Backlog — Post-Hardening: Tuning, Trust, and Public Packaging

The hardening work is complete. The system is running with two active repos (OperationsCenter and ExternalRepo), a functional six-lane watcher (including the new spec-director), repo-aware autonomy loop, and PR review automation. Current focus is on tuning the autonomy loop, building operator trust, and polishing the public-facing surface.

Active

tuning — Run analyze-artifacts loop and document threshold adjustments

Run analyze-artifacts weekly, identify suppression patterns, tune per-family thresholds, document changes. Tracked: #17 Status: in progress (docs/operator/tuning.md created; first tuning run pending)

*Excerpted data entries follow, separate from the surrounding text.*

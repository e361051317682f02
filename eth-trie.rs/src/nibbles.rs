use std::ops::Deref;

use crate::errors::TrieError;

/// A path through the trie, one element per nibble (0..=15).
///
/// Unlike the on-wire hex-prefix form, leaf-ness is not stored in the path itself. It is carried by the node that
/// owns the path and supplied again when encoding.
#[derive(Debug, Clone, Default, PartialEq, Eq, PartialOrd, Ord, Hash)]
pub struct Nibbles {
    hex_data: Vec<u8>,
}

impl Nibbles {
    pub fn from_hex(hex: &[u8]) -> Self {
        debug_assert!(hex.iter().all(|n| *n < 16));
        Nibbles {
            hex_data: hex.to_vec(),
        }
    }

    /// Splits every byte of `raw` into its high and low nibble.
    pub fn from_raw(raw: &[u8]) -> Self {
        let hex_data = raw.iter().flat_map(|b| [b >> 4, b & 0x0f]).collect();
        Nibbles { hex_data }
    }

    /// Decodes a hex-prefix encoded path, returning the path and whether it belongs to a leaf.
    pub fn from_compact(compact: &[u8]) -> Result<(Self, bool), TrieError> {
        let Some((first, rest)) = compact.split_first() else {
            return Err(TrieError::InvalidData);
        };
        let flag = first >> 4;
        if flag > 3 {
            return Err(TrieError::InvalidData);
        }
        let is_leaf = flag & 0b10 != 0;
        let is_odd = flag & 0b01 != 0;

        let mut hex_data = Vec::with_capacity(rest.len() * 2 + 1);
        if is_odd {
            hex_data.push(first & 0x0f);
        } else if first & 0x0f != 0 {
            return Err(TrieError::InvalidData);
        }
        for b in rest {
            hex_data.push(b >> 4);
            hex_data.push(b & 0x0f);
        }

        Ok((Nibbles { hex_data }, is_leaf))
    }

    /// Hex-prefix encoding as used in leaf and extension nodes.
    pub fn encode_compact(&self, is_leaf: bool) -> Vec<u8> {
        let flag = if is_leaf { 0x20 } else { 0x00 };
        let mut compact = Vec::with_capacity(self.hex_data.len() / 2 + 1);

        let rest = if self.hex_data.len() % 2 == 1 {
            compact.push(flag | 0x10 | self.hex_data[0]);
            &self.hex_data[1..]
        } else {
            compact.push(flag);
            &self.hex_data[..]
        };
        compact.extend(rest.chunks(2).map(|pair| (pair[0] << 4) | pair[1]));

        compact
    }

    /// Packs the nibbles back into bytes. Only meaningful for paths of even length.
    pub fn encode_raw(&self) -> Vec<u8> {
        self.hex_data
            .chunks(2)
            .map(|pair| (pair[0] << 4) | pair.get(1).copied().unwrap_or(0))
            .collect()
    }

    pub fn as_slice(&self) -> &[u8] {
        &self.hex_data
    }

    pub fn common_prefix(&self, other: &[u8]) -> usize {
        self.hex_data
            .iter()
            .zip(other)
            .take_while(|(a, b)| a == b)
            .count()
    }

    pub fn offset(&self, index: usize) -> Nibbles {
        Nibbles::from_hex(&self.hex_data[index..])
    }

    pub fn slice(&self, start: usize, end: usize) -> Nibbles {
        Nibbles::from_hex(&self.hex_data[start..end])
    }

    pub fn join(&self, other: &[u8]) -> Nibbles {
        let mut hex_data = Vec::with_capacity(self.hex_data.len() + other.len());
        hex_data.extend_from_slice(&self.hex_data);
        hex_data.extend_from_slice(other);
        Nibbles { hex_data }
    }
}

impl Deref for Nibbles {
    type Target = [u8];

    fn deref(&self) -> &[u8] {
        &self.hex_data
    }
}

impl From<&[u8]> for Nibbles {
    fn from(hex: &[u8]) -> Self {
        Nibbles::from_hex(hex)
    }
}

tuning — Candidate-family heuristics review

Review emit/suppress rates for observation_coverage, test_visibility, dependency_drift. Define promotion criteria for hotspot_concentration and todo_accumulation. Tracked: #18 Status: open

trust — Validate PR review loop end-to-end

Run the two-phase review loop against a real or controlled test PR. Verify audit trail, guardrail checklist, and escalation path. Tracked: #19 Status: open (docs/operator/pr_review.md created; live validation pending)

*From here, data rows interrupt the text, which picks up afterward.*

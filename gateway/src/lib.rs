pub mod anchor;
pub mod cfg;
pub mod error;
pub mod event;
pub mod gateway;
pub mod ledger;
pub mod message;
pub mod message_bus;
pub mod payment;
pub mod proof;
pub mod relayer;
pub mod state;
pub mod token;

docs — Promote golden-path demo as ongoing validation ritual

README and demo.md updated to position the demo as a post-change ritual. Ensure demo stays runnable as config and thresholds change. Tracked: #20 Status: done (demo.md updated with Autonomy-Cycle Ritual section; README updated)

docs — Polish public docs packaging

Operator docs suite: tuning.md, pr_review.md, runtime.md (dry-run-first), README cross-links, backlog update. Tracked: #21 Status: done (all operator docs created/updated)

Completed (Hardening)

ci — Add GitHub Actions CI workflow

Status: done (.github/workflows/ci.yml)

validation — Harden repo/branch/task contract validation

Status: done (TaskContractError in service.py)

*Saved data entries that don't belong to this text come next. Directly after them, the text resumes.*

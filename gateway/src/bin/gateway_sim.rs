use std::path::PathBuf;

use alloy::primitives::{Address, B256};
use anyhow::{Context, Result, anyhow};
use clap::Parser;
use gateway::{
    cfg::{Config, read_config},
    gateway::{CoGateway, Gateway},
    ledger::Ledger,
    message::{Intent, hash_lock},
    relayer::{inbox_proof, outbox_proof, relay_anchor},
    token::{Eip20Token, MemoryToken},
};
use tracing::*;
use tracing_subscriber::EnvFilter;

const DEFAULT_CONFIG: &str = include_str!("../../config.toml");

const STAKER: Address = Address::repeat_byte(0xa1);
const BENEFICIARY: Address = Address::repeat_byte(0xb1);

/// Runs a stake and a redeem across two in-memory chains.
#[derive(Parser, Debug)]
struct Args {
    /// Amount to stake. Everything minted for it is redeemed again.
    #[clap(long, default_value = "1000")]
    amount: u128,
    #[clap(long, default_value = "1")]
    gas_price: u128,
    #[clap(long, default_value = "10")]
    gas_limit: u128,
    /// Bridge configuration. Uses a built-in configuration if not set.
    #[clap(long, short)]
    config_file: Option<PathBuf>,
    /// Print every emitted event as JSON.
    #[clap(long, default_value = "false")]
    events: bool,
    #[clap(long, default_value = "false")]
    log_json: bool,
}

/// Enough native currency for the facilitator to post every bounty of the run.
fn facilitator_funds(bounty: u128) -> Result<u128> {
    bounty
        .checked_mul(4)
        .ok_or_else(|| anyhow!("bounty {bounty} is too large to fund the facilitator"))
}

fn main() -> Result<()> {
    let args = Args::parse();

    let builder = tracing_subscriber::fmt()
        .with_env_filter(EnvFilter::from_default_env())
        .with_line_number(true)
        .with_ansi(false);
    if args.log_json {
        builder.json().init();
    } else {
        builder.init();
    }

    let config = match &args.config_file {
        Some(path) => read_config(path)?,
        None => {
            let config: Config = toml::from_str(DEFAULT_CONFIG)?;
            config.validate()?;
            config
        }
    };

    let mut origin: Ledger = Ledger::new(&config.origin, &config.auxiliary)?;
    let mut auxiliary: Ledger = Ledger::new(&config.auxiliary, &config.origin)?;
    origin.add_token(MemoryToken::new(config.origin.token).with_balance(STAKER, args.amount));
    auxiliary.add_token(MemoryToken::with_minter(
        config.auxiliary.token,
        config.auxiliary.gateway,
    ));

    let facilitator = config
        .origin
        .facilitators
        .first()
        .copied()
        .filter(|f| config.auxiliary.facilitators.contains(f))
        .ok_or_else(|| anyhow!("both chains need a common registered facilitator"))?;
    for (ledger, bounty) in [
        (&mut origin, config.origin.bounty),
        (&mut auxiliary, config.auxiliary.bounty),
    ] {
        ledger.fund(facilitator, facilitator_funds(bounty)?)?;
    }

    let gateway = Gateway::new(&config)?;
    let cogateway = CoGateway::new(&config)?;
    origin
        .token_mut(config.origin.token)?
        .approve(gateway.stake_vault, gateway.address(), u128::MAX)?;

    // Stake and mint.
    let secret = B256::repeat_byte(0x51);
    let stake = Intent {
        account: STAKER,
        nonce: origin.nonce(STAKER) + 1,
        beneficiary: BENEFICIARY,
        amount: args.amount,
        gas_price: args.gas_price,
        gas_limit: args.gas_limit,
        hash_lock: hash_lock(secret),
    };
    origin
        .token_mut(config.origin.token)?
        .approve(STAKER, gateway.address(), stake.amount)?;
    let stake_hash = gateway.stake(&mut origin, facilitator, stake)?;

    let height = relay_anchor(&origin, &mut auxiliary, config.auxiliary.anchor_reporter)?;
    let proof = outbox_proof(&origin, stake_hash, height)?;
    let confirmed = cogateway.confirm_stake_intent(&mut auxiliary, stake, &proof)?;
    if confirmed != stake_hash {
        return Err(anyhow!("message hash mismatch: {stake_hash} != {confirmed}"));
    }
    gateway.progress_stake(&mut origin, facilitator, stake_hash, secret)?;
    cogateway.progress_mint(&mut auxiliary, facilitator, stake_hash, secret)?;
    info!(%stake_hash, "stake and mint complete");

    // Redeem everything the beneficiary received and unstake it back to the staker.
    let minted = auxiliary.token_balance(config.auxiliary.token, BENEFICIARY)?;
    let secret = B256::repeat_byte(0x52);
    let redeem = Intent {
        account: BENEFICIARY,
        nonce: auxiliary.nonce(BENEFICIARY) + 1,
        beneficiary: STAKER,
        amount: minted,
        gas_price: args.gas_price,
        gas_limit: args.gas_limit,
        hash_lock: hash_lock(secret),
    };
    auxiliary
        .token_mut(config.auxiliary.token)?
        .approve(BENEFICIARY, cogateway.address(), minted)?;
    let redeem_hash = cogateway
        .redeem(&mut auxiliary, facilitator, redeem)
        .context("redeem failed")?;

    let height = relay_anchor(&auxiliary, &mut origin, config.origin.anchor_reporter)?;
    let proof = outbox_proof(&auxiliary, redeem_hash, height)?;
    gateway.confirm_redeem_intent(&mut origin, redeem, &proof)?;
    gateway.progress_unstake(&mut origin, facilitator, redeem_hash, secret)?;

    // The redeem is finalized on auxiliary with a proof of the progressed inbox on origin.
    let height = relay_anchor(&origin, &mut auxiliary, config.auxiliary.anchor_reporter)?;
    let proof = inbox_proof(&origin, redeem_hash, height)?;
    cogateway.progress_redeem_with_proof(&mut auxiliary, facilitator, redeem_hash, &proof)?;
    info!(%redeem_hash, "redeem and unstake complete");

    let value_token = origin.token(config.origin.token)?;
    let utility_token = auxiliary.token(config.auxiliary.token)?;
    println!("origin (chain {}, block {})", origin.chain_id(), origin.block_number());
    println!("  staker        {:>12}", value_token.balance_of(STAKER));
    println!("  stake vault   {:>12}", value_token.balance_of(gateway.stake_vault));
    println!("  facilitator   {:>12}", value_token.balance_of(facilitator));
    println!("auxiliary (chain {}, block {})", auxiliary.chain_id(), auxiliary.block_number());
    println!("  beneficiary   {:>12}", utility_token.balance_of(BENEFICIARY));
    println!("  facilitator   {:>12}", utility_token.balance_of(facilitator));
    println!("  total supply  {:>12}", utility_token.total_supply());

    if args.events {
        for event in origin.events().iter().chain(auxiliary.events()) {
            println!("{}", serde_json::to_string(event)?);
        }
    }

    Ok(())
}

docs — Add golden-path end-to-end demo

Status: done (docs/demo.md)

config — Polish config templates as first-class product surface

Status: done (config/operations_center.example.yaml, .env.operations-center.example)

pr-automation — Harden PR automation with dry-run and audit trail

Status: done

docs — Clarify primary operator surface in README

Status: done

autonomy — `analyze-artifacts` threshold tuning tool

Status: done (src/operations_center/entrypoints/analyze/main.py)

autonomy — `autonomy-cycle` dry-run-first wrapper

Status: done (src/operations_center/entrypoints/autonomy_cycle/main.py)

validation — Contract validation for proposer candidates

Status: done (proposer/candidate_mapper.py)

config — Non-Python repo bootstrap support

Status: done (config/settings.py, adapters/workspace/bootstrap.py)

ci — Type checking with `ty`

Status: done (.github/workflows/ci.yml, pyproject.toml)

autonomy — Per-repo board idle check

Status: done (proposer filters by repo: label before evaluating idle state)

autonomy — Proposal interleaving across repos

Status: done (round-robin by repo_key ensures fair multi-repo distribution)

reliability — Rate-limited task self-healing

Status: done (rate-limited tasks reset to Ready for AI automatically; budget not charged)

tests — Injectable UsageStore for isolated test runs

Status: done (ProposerGuardrailAdapter and DecisionEngineService accept usage_store param)

Completed (Regulation Loop Phase)

autonomy — Bounded self-tuning regulation loop (`tune-autonomy`)

Status: done

TuningRegulatorService aggregates per-family metrics from retained decision and proposer artifacts and applies explicit recommendation rules (over-suppressed → loosen; noisy → tighten; healthy → keep). Recommendation-only by default; auto-apply mode (opt-in via --apply + OPERATIONS_CENTER_TUNING_AUTO_APPLY_ENABLED=1) writes conservative bounded changes to config/autonomy_tuning.json with full cooldown, quota, oscillation, and allowlist guardrails. DecisionEngineService reads tuning overrides at startup. Full audit trail retained in tools/report/operations_center/tuning/. 47 tests.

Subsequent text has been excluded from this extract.